The long-dead actor-star of Sabrina and The Bridge on the River Kwai and so many more films, winner of the Oscar for his performance in Stalag 17 -said, “It isn’t her, pal.”

Ryan was not surprised that Holden could speak in this airless realm. The rules by which others lived never applied to movie stars.

Suffering lined the actor’s handsome face, as had been the case by the time that he starred in The Wild Bunch and Network.

“Listen, pal, I had a drinking problem. In Europe once, I was driving drunk, had an accident, killed a bystander.”

Even if there had been air to allow speech, Ryan would not have known how to reply to the actor’s non sequitur.

Still at a distance, the Other nevertheless steadily approached along the shore.

“Don’t be a dope, Dotcom. That isn’t her. You come with me.”

Ryan followed Holden away from the relentless Other. Through the long and exhausting night, they circled the black lake together, as in movies they might have sought to avoid Indian warriors or German soldiers, and Ryan thought he should compliment the actor on his performance in Sunset Boulevard or ask for an autograph, but he said nothing, and Holden never spoke again.

TWENTY-NINE

With the holidays approaching, and then with the holidays upon them, Ryan found reasons to minimize the number of evenings he spent with Samantha, passing just enough time in her company to avoid raising in her the suspicion that avoidance was his intention.

Loving her more passionately than he had once thought he could love anyone, he wanted to be with her. Because she could read him so well, however, he worried that she would infer accurately from his most innocent statement or expression that he had secretly changed physicians from Gupta to Hobb.

He did not want to argue with her, but the prospect of argument dismayed him less than did the certainty of her disappointment in him if she learned what he had done. He needed her approval as the rose needs the rain.

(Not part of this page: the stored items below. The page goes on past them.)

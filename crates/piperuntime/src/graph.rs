use pipecore::{Component, Condition, NodeId};
use serde::Serialize;
use std::collections::HashMap;
use std::sync::Arc;

/// Lifecycle of a node within one run
#[derive(Debug, Clone, Copy, PartialEq, Eq, Hash, Serialize)]
#[repr(u8)]
pub enum NodeStatus {
    Pending = 0,
    /// Some, but not all, inbound edges have arrived
    Blocked = 1,
    Running = 2,
    Done = 3,
    Failed = 4,
    Skipped = 5,
}

impl NodeStatus {
    pub fn is_terminal(self) -> bool {
        matches!(self, NodeStatus::Done | NodeStatus::Failed | NodeStatus::Skipped)
    }

    pub(crate) fn from_u8(raw: u8) -> Self {
        match raw {
            1 => NodeStatus::Blocked,
            2 => NodeStatus::Running,
            3 => NodeStatus::Done,
            4 => NodeStatus::Failed,
            5 => NodeStatus::Skipped,
            _ => NodeStatus::Pending,
        }
    }
}

/// Resolved component of a compiled node
#[derive(Clone)]
pub enum ComponentSlot {
    Ready(Arc<dyn Component>),
    /// The node's parameters failed to parse or initialize; reaching it fails the run
    Unusable(String),
}

/// Outgoing edge with its pre-parsed gate
#[derive(Debug, Clone)]
pub struct OutEdge {
    pub to: NodeId,
    pub condition: Option<Condition>,
}

/// Per-run materialization of one graph node
pub struct ExecutionNode {
    pub id: NodeId,
    /// Registry key or sub-pipeline id the component came from
    pub component_id: String,
    pub component: ComponentSlot,
    /// Distinct inbound node ids; their count seeds the join counter
    pub upstream: Vec<NodeId>,
    pub downstream: Vec<OutEdge>,
}

impl ExecutionNode {
    pub fn upstream_count(&self) -> usize {
        self.upstream.len()
    }

    pub fn is_usable(&self) -> bool {
        matches!(self.component, ComponentSlot::Ready(_))
    }
}

impl std::fmt::Debug for ExecutionNode {
    fn fmt(&self, f: &mut std::fmt::Formatter<'_>) -> std::fmt::Result {
        f.debug_struct("ExecutionNode")
            .field("id", &self.id)
            .field("component_id", &self.component_id)
            .field("usable", &self.is_usable())
            .field("upstream", &self.upstream)
            .field("downstream", &self.downstream)
            .finish()
    }
}

/// Compiled, run-private graph: nodes by id plus the entry node
#[derive(Debug)]
pub struct ExecutionGraph {
    pub pipeline_id: String,
    pub root: NodeId,
    pub nodes: HashMap<NodeId, ExecutionNode>,
}

impl ExecutionGraph {
    pub fn node(&self, id: &str) -> Option<&ExecutionNode> {
        self.nodes.get(id)
    }

    pub fn root(&self) -> &str {
        &self.root
    }

    pub fn len(&self) -> usize {
        self.nodes.len()
    }

    pub fn is_empty(&self) -> bool {
        self.nodes.is_empty()
    }
}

In light of his condition, Ryan could take refuge in not only the usual seasonal excuse of prior obligations but also in complaints about reactions to his medications-nausea, headaches, insomnia, mood swings-that were even occasionally real.

And when they were together, he tried to charm, to engage, to entertain, to be Winky less than Dotcom, always with no hint of the effort behind his performance. With her, he found this easier than he would have with anyone else, because by her nature she always drew from him the best of who he was and of what he had to offer. He had always wanted to please her even before he had anything to hide from her.